BEGIN

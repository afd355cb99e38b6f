//! Statistics for ingest sessions and the relay as a whole

use std::sync::atomic::{AtomicU64, Ordering};
use std::time::{Duration, Instant};

use crate::protocol::Dimensions;

/// Per-connection statistics, owned by the ingest session
#[derive(Debug, Clone)]
pub struct SessionStats {
    pub started_at: Instant,
    /// Bytes consumed from the socket
    pub bytes_received: u64,
    /// Non-empty payload messages
    pub frames: u64,
    /// Non-empty configuration messages
    pub configs: u64,
    /// Zero-length messages that were ignored
    pub empty_messages: u64,
    /// Frames dropped before reaching consumers (transcoding failures)
    pub dropped_frames: u64,
    /// Successful marker resyncs
    pub resyncs: u64,
    pub last_frame_size: usize,
    pub dimensions: Option<Dimensions>,
}

impl SessionStats {
    pub fn new() -> Self {
        Self {
            started_at: Instant::now(),
            bytes_received: 0,
            frames: 0,
            configs: 0,
            empty_messages: 0,
            dropped_frames: 0,
            resyncs: 0,
            last_frame_size: 0,
            dimensions: None,
        }
    }

    pub fn duration(&self) -> Duration {
        self.started_at.elapsed()
    }

    /// Average bitrate in bits per second
    pub fn bitrate(&self) -> u64 {
        bitrate(self.bytes_received, self.duration())
    }

    pub fn framerate(&self) -> f64 {
        let secs = self.duration().as_secs_f64();
        if secs > 0.0 {
            self.frames as f64 / secs
        } else {
            0.0
        }
    }
}

impl Default for SessionStats {
    fn default() -> Self {
        Self::new()
    }
}

fn bitrate(bytes: u64, duration: Duration) -> u64 {
    let secs = duration.as_secs();
    if secs > 0 {
        (bytes * 8) / secs
    } else {
        0
    }
}

/// Process-wide counters, updated by the ingest task
#[derive(Debug, Default)]
pub struct RelayStats {
    producer_sessions: AtomicU64,
    frames_relayed: AtomicU64,
}

impl RelayStats {
    pub fn new() -> Self {
        Self::default()
    }

    pub fn record_producer_session(&self) {
        self.producer_sessions.fetch_add(1, Ordering::Relaxed);
    }

    /// Count a frame that reached the fan-out or the latest-frame cell
    pub fn record_frame(&self) {
        self.frames_relayed.fetch_add(1, Ordering::Relaxed);
    }

    /// Producer connections accepted so far
    pub fn producer_sessions(&self) -> u64 {
        self.producer_sessions.load(Ordering::Relaxed)
    }

    pub fn frames_relayed(&self) -> u64 {
        self.frames_relayed.load(Ordering::Relaxed)
    }
}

END

▶ **WHAT THE EXERCISE ASKS**:
Each line of the material above must be retyped exactly as written.

▶ **REPLY**:
repository afd355cb99e38b6f
//! Statistics for ingest sessions and the relay as a whole

use std::sync::atomic::{AtomicU64, Ordering};
use std::time::{Duration, Instant};

use crate::protocol::Dimensions;

/// Per-connection statistics, owned by the ingest session
#[derive(Debug, Clone)]
pub struct SessionStats {
    pub started_at: Instant,
    /// Bytes consumed from the socket
    pub bytes_received: u64,
    /// Non-empty payload messages
    pub frames: u64,
    /// Non-empty configuration messages
    pub configs: u64,
    /// Zero-length messages that were ignored
    pub empty_messages: u64,
    /// Frames dropped before reaching consumers (transcoding failures)
    pub dropped_frames: u64,
    /// Successful marker resyncs
    pub resyncs: u64,
    pub last_frame_size: usize,
    pub dimensions: Option<Dimensions>,
}

impl SessionStats {
    pub fn new() -> Self {
        Self {
            started_at: Instant::now(),
            bytes_received: 0,
            frames: 0,
            configs: 0,
            empty_messages: 0,
            dropped_frames: 0,
            resyncs: 0,
            last_frame_size: 0,
            dimensions: None,
        }
    }

    pub fn duration(&self) -> Duration {
        self.started_at.elapsed()
    }

    /// Average bitrate in bits per second
    pub fn bitrate(&self) -> u64 {
        bitrate(self.bytes_received, self.duration())
    }

    pub fn framerate(&self) -> f64 {
        let secs = self.duration().as_secs_f64();
        if secs > 0.0 {
            self.frames as f64 / secs
        } else {
            0.0
        }
    }
}

impl Default for SessionStats {
    fn default() -> Self {
        Self::new()
    }
}

fn bitrate(bytes: u64, duration: Duration) -> u64 {
    let secs = duration.as_secs();
    if secs > 0 {
        (bytes * 8) / secs
    } else {
        0
    }
}

/// Process-wide counters, updated by the ingest task
#[derive(Debug, Default)]
pub struct RelayStats {
    producer_sessions: AtomicU64,
    frames_relayed: AtomicU64,
}

impl RelayStats {
    pub fn new() -> Self {
        Self::default()
    }

    pub fn record_producer_session(&self) {
        self.producer_sessions.fetch_add(1, Ordering::Relaxed);
    }

    /// Count a frame that reached the fan-out or the latest-frame cell
    pub fn record_frame(&self) {
        self.frames_relayed.fetch_add(1, Ordering::Relaxed);
    }

    /// Producer connections accepted so far
    pub fn producer_sessions(&self) -> u64 {
        self.producer_sessions.load(Ordering::Relaxed)
    }

    pub fn frames_relayed(&self) -> u64 {
        self.frames_relayed.load(Ordering::Relaxed)
    }
}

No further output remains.